The temperature at kickoff was 3 degrees with a wind chill index of minus-3, just a few degrees "warmer" than the frigid NFC Championship Game against the New York Giants on Jan. 20. But the wind a few days ago was nothing compared to the nasty game last year at Chicago, where it was 16 degrees and snowing but wind gusts of 40 mph dropped the wind chill to minus-18.
Those games were historic. Sunday was just a good first test. Along with everything else he'll have to overcome as the Packers' next quarterback, Rodgers will have to master the art of quarterbacking in the cold if he wants to be successful.
So although the playoffs seem well out of reach for the Packers, there is value in these finals weeks of the season for a young quarterback to experience playing in rotten weather.
"It's not the last thing I have to prove this year. It's just one," Rodgers said. "I'm always going to be proving different things. Even after I've proven I can play with an injury, even though I've proven I could stay healthy for (13) games so far, now it's going to be, 'Well, he can't win a game in the fourth quarter'&ensp.&ensp.&ensp. or&ensp.&ensp.&ensp. there's always going to be something. This is just another thing I'm going to have to prove I can do."
The Packers get a break by playing their next game Sunday in Jacksonville, but after that they have two potentially freezing games at Chicago's Soldier Field and at Lambeau Field.
Coach Mike McCarthy has said he would like his team to practice outside at least once a week, but in previous seasons under McCarthy, the Packers never worked outside after Thanksgiving. So inside the controlled climate of the Don Hutson Center they go, and that might present the toughest obstacle for Rodgers.

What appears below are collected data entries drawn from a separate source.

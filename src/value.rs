// src/value.rs - Process values carried on the signal bus
use serde::{Deserialize, Serialize};
use std::fmt;

/// Process value stored on the signal bus
///
/// Digital alarms observe `Bool` signals and analog alarms observe `Float`
/// signals; conversions between the two follow the usual PLC conventions.
///
/// # Examples
///
/// ```rust
/// use alarmon::Value;
///
/// let input = Value::Bool(true);
/// let level = Value::Float(0.45);
///
/// assert_eq!(input.as_float(), Some(1.0));
/// assert_eq!(level.as_bool(), Some(true));
/// ```
#[derive(Debug, Clone, Copy, PartialEq, Serialize, Deserialize)]
#[serde(tag = "type", content = "value")]
pub enum Value {
    /// Boolean value
    Bool(bool),
    /// Floating-point value (64-bit)
    Float(f64),
}

/// Value type enumeration for type checking
#[derive(Debug, Clone, Copy, PartialEq, Eq, Hash, Serialize, Deserialize)]
#[serde(rename_all = "snake_case")]
pub enum ValueType {
    Bool,
    Float,
}

impl Value {
    /// Convert to boolean if possible
    ///
    /// NaN never converts.
    pub fn as_bool(&self) -> Option<bool> {
        match self {
            Value::Bool(b) => Some(*b),
            Value::Float(f) if f.is_nan() => None,
            Value::Float(f) => Some(*f != 0.0),
        }
    }

    /// Convert to float
    pub fn as_float(&self) -> Option<f64> {
        match self {
            Value::Float(f) => Some(*f),
            Value::Bool(b) => Some(if *b { 1.0 } else { 0.0 }),
        }
    }

    /// Get the type name of this value
    pub fn type_name(&self) -> &'static str {
        match self {
            Value::Bool(_) => "bool",
            Value::Float(_) => "float",
        }
    }

    /// Get the ValueType for this value
    pub fn value_type(&self) -> ValueType {
        match self {
            Value::Bool(_) => ValueType::Bool,
            Value::Float(_) => ValueType::Float,
        }
    }

    /// Default value for a signal of the given type
    pub fn zero(value_type: ValueType) -> Self {
        match value_type {
            ValueType::Bool => Value::Bool(false),
            ValueType::Float => Value::Float(0.0),
        }
    }
}

impl ValueType {
    pub fn name(&self) -> &'static str {
        match self {
            ValueType::Bool => "bool",
            ValueType::Float => "float",
        }
    }
}

impl fmt::Display for Value {
    fn fmt(&self, f: &mut fmt::Formatter<'_>) -> fmt::Result {
        match self {
            Value::Bool(b) => write!(f, "{}", b),
            Value::Float(v) => write!(f, "{}", v),
        }
    }
}

impl From<bool> for Value {
    fn from(b: bool) -> Self {
        Value::Bool(b)
    }
}

impl From<f64> for Value {
    fn from(f: f64) -> Self {
        Value::Float(f)
    }
}
impl Cfg {
    /// Build the CFG of `graph`.
    pub fn build(graph: &Graph) -> JitResult<Self> {
        let mut raw: Vec<RawBlock> = Vec::new();
        let mut head_index: FxHashMap<NodeId, usize> = FxHashMap::default();
        let mut owner: FxHashMap<NodeId, usize> = FxHashMap::default();
        let mut worklist = vec![graph.start];

        while let Some(head) = worklist.pop() {
            if head_index.contains_key(&head) {
                continue;
            }
            let index = raw.len();
            head_index.insert(head, index);

            let mut fixed = Vec::new();
            let mut current = head;
            loop {
                if owner.insert(current, index).is_some() {
                    return Err(JitError::malformed(format!(
                        "fixed node {current} is reachable from two blocks"
                    )));
                }
                fixed.push(current);
                let node = graph.node(current);
                if node.kind().is_terminator() {
                    break;
                }
                let next = node.next();
                let Some(next_node) = graph.get(next) else {
                    return Err(JitError::malformed(format!(
                        "chain through {current} ends without a terminator"
                    )));
                };
                if next_node.kind() == NodeKind::BlockBegin {
                    return Err(JitError::malformed(format!(
                        "{current} falls into block header {next} without an end"
                    )));
                }
                current = next;
            }

            let end = current;
            let end_node = graph.node(end);
            let succ_heads: SmallVec<[NodeId; 2]> = match end_node.op {
                Operator::Control(ControlOp::If(_)) => {
                    SmallVec::from_slice(&[end_node.true_successor(), end_node.false_successor()])
                }
                Operator::Control(ControlOp::End) | Operator::Control(ControlOp::LoopEnd) => {
                    let target = graph.end_target(end).ok_or_else(|| {
                        JitError::malformed(format!("{end} does not jump to a merge"))
                    })?;
                    SmallVec::from_slice(&[target])
                }
                _ => SmallVec::new(),
            };
            for &succ in succ_heads.iter().rev() {
                if !graph.is_live(succ) {
                    return Err(JitError::malformed(format!("{end} has a dangling successor")));
                }
                worklist.push(succ);
            }
            raw.push(RawBlock {
                begin: head,
                end,
                fixed,
                succ_heads,
            });
        }

        // Reverse post-order from the entry.
        let mut post_order = Vec::with_capacity(raw.len());
        let mut visited = vec![false; raw.len()];
        let mut stack: Vec<(usize, usize)> = vec![(0, 0)];
        visited[0] = true;
        while let Some(top) = stack.last_mut() {
            let (block, next_succ) = *top;
            if let Some(&succ_head) = raw[block].succ_heads.get(next_succ) {
                top.1 += 1;
                let succ = head_index[&succ_head];
                if !visited[succ] {
                    visited[succ] = true;
                    stack.push((succ, 0));
                }
            } else {
                post_order.push(block);
                stack.pop();
            }
        }
        let mut rpo_number = vec![0u32; raw.len()];
        for (rpo, &block) in post_order.iter().rev().enumerate() {
            rpo_number[block] = rpo as u32;
        }

        let mut blocks: Vec<Block> = post_order
            .iter()
            .rev()
            .map(|&block| {
                let raw_block = &raw[block];
                Block {
                    id: BlockId(rpo_number[block]),
                    begin: raw_block.begin,
                    end: raw_block.end,
                    fixed: raw_block.fixed.clone(),
                    preds: SmallVec::new(),
                    succs: raw_block
                        .succ_heads
                        .iter()
                        .map(|head| BlockId(rpo_number[head_index[head]]))
                        .collect(),
                }
            })
            .collect();

        let node_to_block: FxHashMap<NodeId, BlockId> = owner
            .iter()
            .map(|(&node, &block)| (node, BlockId(rpo_number[block])))
            .collect();

        // Predecessors. Merge predecessors follow the merge's end inputs so
        // that phi operand `i` flows in from `preds[i]`.
        for index in 0..blocks.len() {
            let begin = blocks[index].begin;
            let begin_node = graph.node(begin);
            let preds: SmallVec<[BlockId; 2]> = match begin_node.op {
                Operator::Control(ControlOp::Region) | Operator::Control(ControlOp::Loop) => {
                    let mut preds = SmallVec::new();
                    for end in begin_node.inputs().iter() {
                        let block = node_to_block.get(&end).ok_or_else(|| {
                            JitError::malformed(format!("end {end} of merge {begin} is unreachable"))
                        })?;
                        preds.push(*block);
                    }
                    preds
                }
                Operator::Control(ControlOp::Begin) => {
                    let pred = begin_node.predecessor();
                    node_to_block.get(&pred).copied().into_iter().collect()
                }
                _ => SmallVec::new(),
            };
            blocks[index].preds = preds;
        }

        Ok(Cfg {
            blocks,
            node_to_block,
        })
    }

    /// Entry block.
    #[inline]
    pub fn entry(&self) -> BlockId {
        BlockId(0)
    }

    /// All blocks in reverse post-order.
    #[inline]
    pub fn blocks(&self) -> &[Block] {
        &self.blocks
    }

    /// Block by ID.
    #[inline]
    pub fn block(&self, id: BlockId) -> &Block {
        &self.blocks[id.as_usize()]
    }

    /// Number of blocks.
    #[inline]
    pub fn len(&self) -> usize {
        self.blocks.len()
    }

    /// Whether there are no blocks.
    #[inline]
    pub fn is_empty(&self) -> bool {
        self.blocks.is_empty()
    }

    /// Block containing a fixed node.
    #[inline]
    pub fn block_of(&self, node: NodeId) -> Option<BlockId> {
        self.node_to_block.get(&node).copied()
    }
}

The first-year starter is expected to be a cold-weather quarterback even though he doesn't get to practice in the stuff any more than Jake Delhomme of Carolina or Matt Schaub of Houston.
But Rodgers does have one advantage.
Like his predecessor, Brett Favre, he has larger-than-average hands. They enable Rodgers to hold on to the ball even with a defender tugging on his arm. In the cold, when the ball holds like a frozen Butterball, Rodgers' massive grip helps secure the ball while maintaining a functioning passing game.
Rodgers' hands measured 10 1/8 inches from thumb tip to pinky tip, second-largest of the quarterbacks at the 2005 draft combine and not far behind Favre's hand measurement of 10 3/8 inches.
Drew Brees measured 10 at his combine and Donovan McNabb 10, but a lot of NFL quarterbacks have smaller hand measurements: Jason Campbell 9, Kyle Orton 9, Daunte Culpepper 9, Michael Vick 8, to name a few.
When Rodgers holds the ball, his ring finger reaches the second-to-last lace, his pinky rests near the bottom and his pointer is at the top, with the thumb wrapping around almost half the ball.
With a solid grip, his youth and his mobility, Rodgers has the physical weapons to withstand the worst of what Wisconsin weather wants to throw his way.
But he has also developed cold-weather strategies in his fourth year in Green Bay. Although it would seem logical for Rodgers to tighten his grip on the ball in the cold, he says the opposite is true. He loosens up.
"It's kind of like throwing in wet weather, because you need to loosen your grip up ever so slightly," Rodgers said. "Throwing a wet ball, if you squeeze it, it's not going to come out in a spiral, so you loosen your grip up just a little bit. The same thing with a cold ball. It's going to be a little bit slicker. You have to loosen your grip a little bit, which takes off just a little bit of velocity. But if you don't loosen it up then the ball could come out all over the place. Especially in the wind, too, you've got to throw spirals."
When Rodgers was the backup the previous three seasons, he would wait as long as possible during games before putting on a jacket, trying to get his body and his brain used to being cold.
"The cold, a lot of it is in your mind," Rodgers said. "It's just like pain. How much can you (tolerate)?"
The most important task for Rodgers is to keep his hands warm. His jersey has a different, wool-like lining, he said, that's even better than a hot pack for keeping the hands warm.
"You've got to keep your hands warm so you don't lose that gripability," Rodgers said. "Even if your grip is not that strong, if you lose that grip on the ball it will slip out of your hands. The warmth keeps the dexterity in your fingers as well."